Mocht de rechtbank hier niet in meegaan, dan dient verdachte in ieder geval partieel te worden vrijgesproken, namelijk van het tenlastegelegde medeplegen.
5.2.2
Ten aanzien van feit 2
Verdachte dient ook van dit feit te worden vrijgesproken, aangezien de bestanddelen ‘medeplegen’, ‘opzettelijk’ en ‘aanwezig hebben’ niet bewezen kunnen worden.
Er was immers geen sprake van opzet op het aanwezig hebben van harddrugs, noch van opzet op een samenwerking. Verdachte heeft een plausibele verklaring afgelegd namelijk dat ze was vergeten dat er harddrugs in de woning waren. Zij heeft dus niet willens en wetens opzet gehad op de aanwezigheid van verdovende middelen. Bovendien is onduidelijk welk rol verdachte en [medeverdachte 8] hebben gespeeld. Zodoende kan niet worden bewezen dat sprake is van een wezenlijke bijdrage van verdachte aan het aanwezig hebben en dus is er geen sprake van medeplegen. Indien de rechtbank deze lezing niet volgt, dan dient verdachte ook hier te worden vrijgesproken van het tenlastegelegde medeplegen.
5.2.3
Ten aanzien van feit 3
Verdachte dient partieel te worden vrijgesproken van dit feit, te weten van de bestanddelen ‘bewerken’, ‘bereiden’ en ‘verwerken’, en van het medeplegen, aangezien zij enkel weet heeft gehad van de hennepplantage en zij niet nauw en bewust heeft samengewerkt met [medeverdachte 8] om deze te onderhouden.
5.2.4
Ten aanzien van feit 4, eerste en tweede cumulatief/alternatief en feit 5
Verdachte wist niet dat de wapens zich in huis bevonden, hetgeen wordt beaamd door haar echtgenoot [medeverdachte 8] . Hieruit volgt dat er bij verdachte geen sprake is geweest van een meer of mindere mate van bewustheid omtrent de aanwezigheid van wapens en munitie in de woning.
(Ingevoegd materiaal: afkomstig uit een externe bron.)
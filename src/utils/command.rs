//! Utilities for running commands with proper error handling

use anyhow::{Context, Result};
use std::io::Write;
use std::process::{Command, Output, Stdio};
use tracing::{debug, error};

/// Run a command to completion, feeding `stdin` if given
///
/// `envs` are added to the child's environment; only their names are logged.
/// A non-zero exit status is an error carrying the command's stderr.
pub fn run_command(
    program: &str,
    args: &[&str],
    envs: &[(&str, &str)],
    stdin: Option<&[u8]>,
) -> Result<Output> {
    let mut cmd = Command::new(program);
    cmd.args(args);
    cmd.envs(envs.iter().copied());
    cmd.stdout(Stdio::piped());
    cmd.stderr(Stdio::piped());
    cmd.stdin(if stdin.is_some() { Stdio::piped() } else { Stdio::null() });

    debug!("Running command: {} {}", program, args.join(" "));
    if !envs.is_empty() {
        let names: Vec<&str> = envs.iter().map(|(name, _)| *name).collect();
        debug!("Injected environment: {}", names.join(", "));
    }

    let mut child = cmd
        .spawn()
        .context(format!("Failed to execute {}", program))?;

    // stdin is written on its own thread while output is drained
    let writer = match (stdin, child.stdin.take()) {
        (Some(data), Some(mut pipe)) => {
            let data = data.to_vec();
            Some(std::thread::spawn(move || pipe.write_all(&data)))
        }
        _ => None,
    };

    let output = child
        .wait_with_output()
        .context(format!("Failed to wait for {}", program))?;

    if let Some(handle) = writer {
        match handle.join() {
            Ok(Ok(())) => {}
            Ok(Err(e)) => debug!("Failed to write stdin to {}: {}", program, e),
            Err(_) => debug!("Stdin writer for {} panicked", program),
        }
    }

    if !output.status.success() {
        let stderr = String::from_utf8_lossy(&output.stderr);
        error!("Command failed: {} {}", program, args.join(" "));
        error!("Stderr: {}", stderr.trim());
        anyhow::bail!(
            "Command failed with exit code {:?}: {}",
            output.status.code(),
            stderr.trim()
        );
    }

    Ok(output)
}

/// Run a command and return stdout as string
pub fn run_command_stdout(program: &str, args: &[&str]) -> Result<String> {
    let output = run_command(program, args, &[], None)?;
    Ok(String::from_utf8_lossy(&output.stdout).to_string())
}
//! Error types for metis-llm

use thiserror::Error;

/// LLM error type
#[derive(Debug, Error)]
pub enum Error {
    /// Provider not configured
    #[error("provider not configured: {0}")]
    NotConfigured(String),

    /// API error reported by the provider
    #[error("api error: {0}")]
    Api(String),

    /// Network error
    #[error("network error: {0}")]
    Network(String),

    /// Response could not be interpreted
    #[error("invalid response: {0}")]
    InvalidResponse(String),

    /// The provider returned no choices
    #[error("no choices in response")]
    NoChoices,

    /// The provider returned no content
    #[error("no content in response")]
    NoContent,

    /// The embeddings endpoint returned an empty data array
    #[error("no embedding returned")]
    NoEmbedding,

    /// Serialization / deserialization error
    #[error("serialization error: {0}")]
    Serialization(#[from] serde_json::Error),
}

/// Result type alias
pub type Result<T> = std::result::Result<T, Error>;
//! Text embedding client
//!
//! This module provides the [`EmbeddingModel`] trait and an
//! [`OpenAiCompatibleEmbedding`] client speaking the de facto standard
//! `/embeddings` wire format (OpenAI, Ollama `/v1`, vLLM, LocalAI,
//! LiteLLM, Azure OpenAI).

use std::fmt;
use std::sync::atomic::{AtomicI32, Ordering};

use async_trait::async_trait;
use serde::Deserialize;
use tracing::{debug, error, info};

use crate::error::{Error, Result};
use crate::util::mask_api_key;

/// Trait for single-text embedding models
#[async_trait]
pub trait EmbeddingModel: Send + Sync {
    /// Generate an embedding vector for the given text
    async fn embed(&self, text: &str) -> Result<Vec<f32>>;

    /// The embedding dimension, or 0 if not yet known
    ///
    /// Implementations may auto-detect the dimension on the first
    /// successful [`embed`](Self::embed) call.
    fn dimension(&self) -> usize;
}

/// Configuration for [`OpenAiCompatibleEmbedding`]
#[derive(Clone)]
pub struct EmbeddingConfig {
    /// API base, e.g. `https://api.openai.com/v1` or `http://localhost:11434/v1`
    pub base_url: String,
    /// Optional bearer token; not required for local servers
    pub api_key: Option<String>,
    /// Model name, e.g. `text-embedding-3-small`, `nomic-embed-text`
    pub model: String,
    /// Known dimension; auto-detected on first call when 0
    pub dimension: i32,
}

impl fmt::Debug for EmbeddingConfig {
    fn fmt(&self, f: &mut fmt::Formatter<'_>) -> fmt::Result {
        f.debug_struct("EmbeddingConfig")
            .field("base_url", &self.base_url)
            .field("api_key", &self.api_key.as_deref().map(mask_api_key))
            .field("model", &self.model)
            .field("dimension", &self.dimension)
            .finish()
    }
}

impl EmbeddingConfig {
    /// Create a config for the given base URL and model
    #[must_use]
    pub fn new(base_url: impl Into<String>, model: impl Into<String>) -> Self {
        Self {
            base_url: base_url.into(),
            api_key: None,
            model: model.into(),
            dimension: 0,
        }
    }

    /// Set the API key
    #[must_use]
    pub fn with_api_key(mut self, api_key: impl Into<String>) -> Self {
        self.api_key = Some(api_key.into());
        self
    }

    /// Set a known dimension, skipping auto-detection
    #[must_use]
    pub fn with_dimension(mut self, dimension: i32) -> Self {
        self.dimension = dimension;
        self
    }
}

/// Embedding client for OpenAI-compatible `/embeddings` endpoints
pub struct OpenAiCompatibleEmbedding {
    client: reqwest::Client,
    base_url: String,
    api_key: Option<String>,
    model: String,
    dim: AtomicI32,
}

impl OpenAiCompatibleEmbedding {
    /// Create a new embedding client
    #[must_use]
    pub fn new(config: EmbeddingConfig) -> Self {
        let base_url = config.base_url.trim_end_matches('/').to_string();
        info!(
            model = %config.model,
            base_url = %base_url,
            dimension = config.dimension,
            "embedding client created"
        );
        Self {
            client: reqwest::Client::new(),
            base_url,
            api_key: config.api_key,
            model: config.model,
            dim: AtomicI32::new(config.dimension),
        }
    }
}

#[derive(Debug, Deserialize)]
struct EmbeddingResponse {
    #[serde(default)]
    data: Vec<EmbeddingData>,
}

#[derive(Debug, Deserialize)]
struct EmbeddingData {
    #[serde(default)]
    embedding: Vec<f32>,
}

#[async_trait]
impl EmbeddingModel for OpenAiCompatibleEmbedding {
    async fn embed(&self, text: &str) -> Result<Vec<f32>> {
        debug!(model = %self.model, text_len = text.len(), "generating embedding");

        let body = serde_json::json!({
            "model": self.model,
            "input": text,
        });

        let mut request = self
            .client
            .post(format!("{}/embeddings", self.base_url))
            .header("Content-Type", "application/json")
            .json(&body);
        if let Some(key) = &self.api_key {
            request = request.header("Authorization", format!("Bearer {key}"));
        }

        let response = request
            .send()
            .await
            .map_err(|e| Error::Network(e.to_string()))?;

        let status = response.status();
        if !status.is_success() {
            let body = response.text().await.unwrap_or_default();
            error!(status = status.as_u16(), "embedding API returned error");
            return Err(Error::Api(format!(
                "embedding API returned status {status}: {body}"
            )));
        }

        let result: EmbeddingResponse = response
            .json()
            .await
            .map_err(|e| Error::InvalidResponse(e.to_string()))?;

        let Some(first) = result.data.into_iter().next() else {
            error!("no embedding returned from API");
            return Err(Error::NoEmbedding);
        };
        let embedding = first.embedding;

        // Auto-detect the dimension on the first successful call. The CAS
        // only ever moves the value away from zero, so a configured or
        // already-detected dimension is never overwritten.
        if !embedding.is_empty() && self.dim.load(Ordering::Relaxed) == 0 {
            let detected = i32::try_from(embedding.len()).unwrap_or(i32::MAX);
            if self
                .dim
                .compare_exchange(0, detected, Ordering::SeqCst, Ordering::Relaxed)
                .is_ok()
            {
                info!(dimension = detected, "auto-detected embedding dimension");
            }
        }

        debug!(dimension = embedding.len(), "embedding generated");
        Ok(embedding)
    }

    fn dimension(&self) -> usize {
        usize::try_from(self.dim.load(Ordering::Relaxed)).unwrap_or(0)
    }
}

#[cfg(test)]
mod tests {
    use super::*;
    use wiremock::matchers::{body_partial_json, header, method, path};
    use wiremock::{Mock, MockServer, ResponseTemplate};

    fn embedding_body(vector: &[f32]) -> serde_json::Value {
        serde_json::json!({
            "data": [{"embedding": vector, "index": 0}],
            "model": "test-embed",
            "usage": {"prompt_tokens": 2, "total_tokens": 2}
        })
    }

    #[tokio::test]
    async fn test_embed_and_dimension_auto_detection() {
        let server = MockServer::start().await;
        Mock::given(method("POST"))
            .and(path("/embeddings"))
            .and(body_partial_json(serde_json::json!({"model": "test-embed"})))
            .respond_with(ResponseTemplate::new(200).set_body_json(embedding_body(&[0.1, 0.2, 0.3])))
            .mount(&server)
            .await;

        // Trailing slash on the base URL is trimmed.
        let client = OpenAiCompatibleEmbedding::new(EmbeddingConfig::new(
            format!("{}/", server.uri()),
            "test-embed",
        ));

        assert_eq!(client.dimension(), 0);
        let vector = client.embed("hello").await.unwrap();
        assert_eq!(vector.len(), 3);
        assert_eq!(client.dimension(), 3);
    }

    #[tokio::test]
    async fn test_dimension_detection_is_idempotent() {
        let server = MockServer::start().await;
        Mock::given(method("POST"))
            .and(path("/embeddings"))
            .respond_with(
                ResponseTemplate::new(200).set_body_json(embedding_body(&[0.5, 0.5, 0.5, 0.5])),
            )
            .mount(&server)
            .await;

        let client =
            OpenAiCompatibleEmbedding::new(EmbeddingConfig::new(server.uri(), "test-embed"));

        client.embed("first").await.unwrap();
        assert_eq!(client.dimension(), 4);
        client.embed("second").await.unwrap();
        assert_eq!(client.dimension(), 4);
    }

    #[tokio::test]
    async fn test_bearer_header_sent_when_key_configured() {
        let server = MockServer::start().await;
        Mock::given(method("POST"))
            .and(path("/embeddings"))
            .and(header("Authorization", "Bearer sk-test-1234567890"))
            .respond_with(ResponseTemplate::new(200).set_body_json(embedding_body(&[1.0])))
            .mount(&server)
            .await;

        let client = OpenAiCompatibleEmbedding::new(
            EmbeddingConfig::new(server.uri(), "test-embed").with_api_key("sk-test-1234567890"),
        );
        client.embed("authed").await.unwrap();
    }

    #[tokio::test]
    async fn test_empty_data_is_a_distinct_error() {
        let server = MockServer::start().await;
        Mock::given(method("POST"))
            .and(path("/embeddings"))
            .respond_with(ResponseTemplate::new(200).set_body_json(serde_json::json!({
                "data": [], "model": "test-embed", "usage": {"prompt_tokens": 0, "total_tokens": 0}
            })))
            .mount(&server)
            .await;

        let client =
            OpenAiCompatibleEmbedding::new(EmbeddingConfig::new(server.uri(), "test-embed"));
        assert!(matches!(
            client.embed("empty").await,
            Err(Error::NoEmbedding)
        ));
        assert_eq!(client.dimension(), 0);
    }

    #[tokio::test]
    async fn test_error_status_surfaces_body() {
        let server = MockServer::start().await;
        Mock::given(method("POST"))
            .and(path("/embeddings"))
            .respond_with(ResponseTemplate::new(500).set_body_string("model overloaded"))
            .mount(&server)
            .await;

        let client =
            OpenAiCompatibleEmbedding::new(EmbeddingConfig::new(server.uri(), "test-embed"));
        let err = client.embed("boom").await.unwrap_err();
        assert!(err.to_string().contains("model overloaded"));
    }

    #[test]
    fn test_config_debug_masks_key() {
        let config = EmbeddingConfig::new("http://localhost:11434/v1", "nomic-embed-text")
            .with_api_key("sk-1234567890abcdef");
        let debug_str = format!("{config:?}");
        assert!(!debug_str.contains("1234567890"));
    }
}
#[test]
fn test_function_params_prefer_json_schema_form() {
    let tool = ToolDeclaration {
        name: "lookup".to_string(),
        description: "Lookup".to_string(),
        parameters: Some(serde_json::json!({"type": "object", "properties": {"a": {"type": "string"}}})),
        parameters_json_schema: Some(serde_json::json!({"type": "object"})),
    };
    let params = convert_function_params(&tool).unwrap();
    assert_eq!(params["properties"], serde_json::json!({}));

    let loose_only = ToolDeclaration {
        parameters_json_schema: None,
        ..tool.clone()
    };
    let params = convert_function_params(&loose_only).unwrap();
    assert!(params["properties"]["a"].is_object());

    let non_object = ToolDeclaration {
        parameters: Some(serde_json::json!("not a schema")),
        parameters_json_schema: None,
        ..tool
    };
    assert!(convert_function_params(&non_object).is_none());
}

#[test]
fn test_stop_sequence_forms() {
    assert_eq!(convert_stop_sequences(&[]), None);
    assert_eq!(
        convert_stop_sequences(&["END".to_string()]),
        Some(StopSequences::One("END".to_string()))
    );
    assert_eq!(
        convert_stop_sequences(&["A".to_string(), "B".to_string()]),
        Some(StopSequences::Many(vec!["A".to_string(), "B".to_string()]))
    );
}

#[test]
fn test_finish_reason_mapping() {
    assert_eq!(convert_finish_reason(Some("stop")), FinishReason::Stop);
    assert_eq!(convert_finish_reason(Some("tool_calls")), FinishReason::Stop);
    assert_eq!(
        convert_finish_reason(Some("function_call")),
        FinishReason::Stop
    );
    assert_eq!(
        convert_finish_reason(Some("length")),
        FinishReason::MaxTokens
    );
    assert_eq!(
        convert_finish_reason(Some("content_filter")),
        FinishReason::Safety
    );
    assert_eq!(
        convert_finish_reason(Some("weird")),
        FinishReason::Unspecified
    );
    assert_eq!(convert_finish_reason(None), FinishReason::Unspecified);
}

#[test]
fn test_thinking_level_mapping() {
    assert_eq!(convert_thinking_level(ThinkingLevel::Low), "low");
    assert_eq!(convert_thinking_level(ThinkingLevel::Medium), "medium");
    assert_eq!(convert_thinking_level(ThinkingLevel::High), "high");
}

#[test]
fn test_usage_absent_when_nothing_counted() {
    assert!(convert_usage(UsageWire::default()).is_none());
    let usage = convert_usage(UsageWire {
        prompt_tokens: 3,
        completion_tokens: 5,
        total_tokens: 8,
    })
    .unwrap();
    assert_eq!(usage.total_tokens, 8);
}

#[test]
fn test_parse_json_args_tolerates_garbage() {
    assert!(parse_json_args("").is_empty());
    assert!(parse_json_args("{not json").is_empty());
    assert!(parse_json_args("[1, 2]").is_empty());
    let args = parse_json_args(r#"{"city": "Paris"}"#);
    assert_eq!(args["city"], serde_json::json!("Paris"));
}

#[test]
fn test_unsupported_image_mime_is_dropped() {
    assert!(convert_inline_data("image/tiff", &[1, 2, 3]).is_none());
    assert!(convert_inline_data("image/png", &[1, 2, 3]).is_some());
}

#[test]
fn test_image_becomes_data_url() {
    let part = convert_inline_data("image/png", &[1, 2, 3]).unwrap();
    let json = serde_json::to_value(&part).unwrap();
    assert_eq!(json["type"], "image_url");
    assert_eq!(json["image_url"]["url"], "data:image/png;base64,AQID");
    assert_eq!(json["image_url"]["detail"], "auto");
}

#[test]
fn test_build_request_shapes() {
    let model = test_model();
    let mut config = GenerateConfig {
        temperature: Some(0.7),
        max_output_tokens: Some(256),
        stop_sequences: vec!["END".to_string()],
        response_mime_type: Some("application/json".to_string()),
        ..GenerateConfig::default()
    };
    config.system_instruction = Some(Content::system("be brief"));

    let request = LlmRequest::new(vec![Content::user("hi")]).with_config(config);
    let params = model.build_request(&request, false).unwrap();
    let json = serde_json::to_value(&params).unwrap();

    assert_eq!(json["messages"][0]["role"], "system");
    assert_eq!(json["messages"][0]["content"], "be brief");
    assert_eq!(json["messages"][1]["role"], "user");
    assert_eq!(json["temperature"], 0.7);
    assert_eq!(json["max_tokens"], 256);
    assert_eq!(json["stop"], "END");
    assert_eq!(json["response_format"]["type"], "json_object");
    assert!(json.get("stream").is_none());
}

#[test]
fn test_function_responses_become_tool_messages() {
    let model = test_model();
    let content = Content::new(
        Role::User,
        vec![Part::function_response(
            "call_1",
            serde_json::json!({"ok": true}),
        )],
    );
    let messages = model.convert_content_to_messages(&content).unwrap();
    let json = serde_json::to_value(&messages).unwrap();

    assert_eq!(json.as_array().unwrap().len(), 1);
    assert_eq!(json[0]["role"], "tool");
    assert_eq!(json[0]["tool_call_id"], "call_1");
    assert_eq!(json[0]["content"], r#"{"ok":true}"#);
}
Aan dit bestanddeel moet wel voldaan zijn om te kunnen spreken van ‘voorhanden hebben’. Daarom dient verdachte van dit feit te worden vrijgesproken.
5.3
Het oordeel van de rechtbank
5.3.1
Ten aanzien van feit 1
Op 25 en 26 januari 2016 heeft een reeks getapte gesprekken plaatsgevonden, zoals samengevat in het proces-verbaal ‘Levering Crystal Meth’. De rechtbank leidt uit deze gesprekken het volgende af. [medeverdachte 4] heeft, kennelijk in samenspraak met [medeverdachte 1] ., aan een drugsklant een sample verstrekt van nieuwe ‘T’, om daarvan de kwaliteit te testen. De klant heeft de sample goed gevonden en [medeverdachte 4] geeft dit aan [medeverdachte 1] . door. [medeverdachte 1] . en [medeverdachte 3] beslissen vervolgens samen om die nieuwe ‘T’ in te kopen, waarop [medeverdachte 3] vervolgens contact opneemt met verdachte en haar vraagt of het er nog is. Zij moet dat zelf eerst verifiëren, maar belt na vijf minuten [medeverdachte 3] terug, met het bericht dat het er nog is. [medeverdachte 3] spreekt met haar af dat zij het gaat ophalen en over 2-3 uren bij hem komt brengen. Door de politie is waargenomen dat verdachte samen met een man ruim twee uur na bovengenoemd gesprek bij flatgebouw [naam flat 1] te Amsterdam (in welk flatgebouw [medeverdachte 3] woonachtig is) aankomt met een zichtbaar gevulde tas in haar hand, het flatgebouw binnengaat en ongeveer twintig minuten later weer naar buiten komt, waarbij haar tas een stuk lichter lijkt. Middels het bakensysteem op het voertuig van [medeverdachte 3] blijkt dat de auto ongeveer een uur later van [naam flat 1] naar de flat [naam flat 2] is gereden en ongeveer een half uur later weer is teruggekeerd naar [naam flat 1] . Vijftien minuten nadat de auto van [medeverdachte 3] bij [adres 4] vertrekt, belt [medeverdachte 1] . met koerier [medeverdachte 4] en deelt hem mee dat er nieuwe ‘T’ is en opgehaald kan worden. [medeverdachte 6] heeft hierover verklaard dat [medeverdachte 3] eind januari fijne ‘T’ heeft gebracht in twee bakken van 500 gram en dat het bakje waar ‘Nieuw’ op staat fijne ‘T’ bevat. Uit het dossier blijkt dat ‘T’ een afkorting is van ‘Tina’ en dat dit een benaming is voor Crystal Methamfetamine. Bij de doorzoeking op 23 februari 2016 in de woning van [medeverdachte 6] en [medeverdachte 7] op [adres 4] zijn twee bakjes met de opschrift ‘500’ inbeslaggenomen. Na onderzoek bleek de inhoud van deze dozen daadwerkelijk Crystal Methamfetamine te betreffen.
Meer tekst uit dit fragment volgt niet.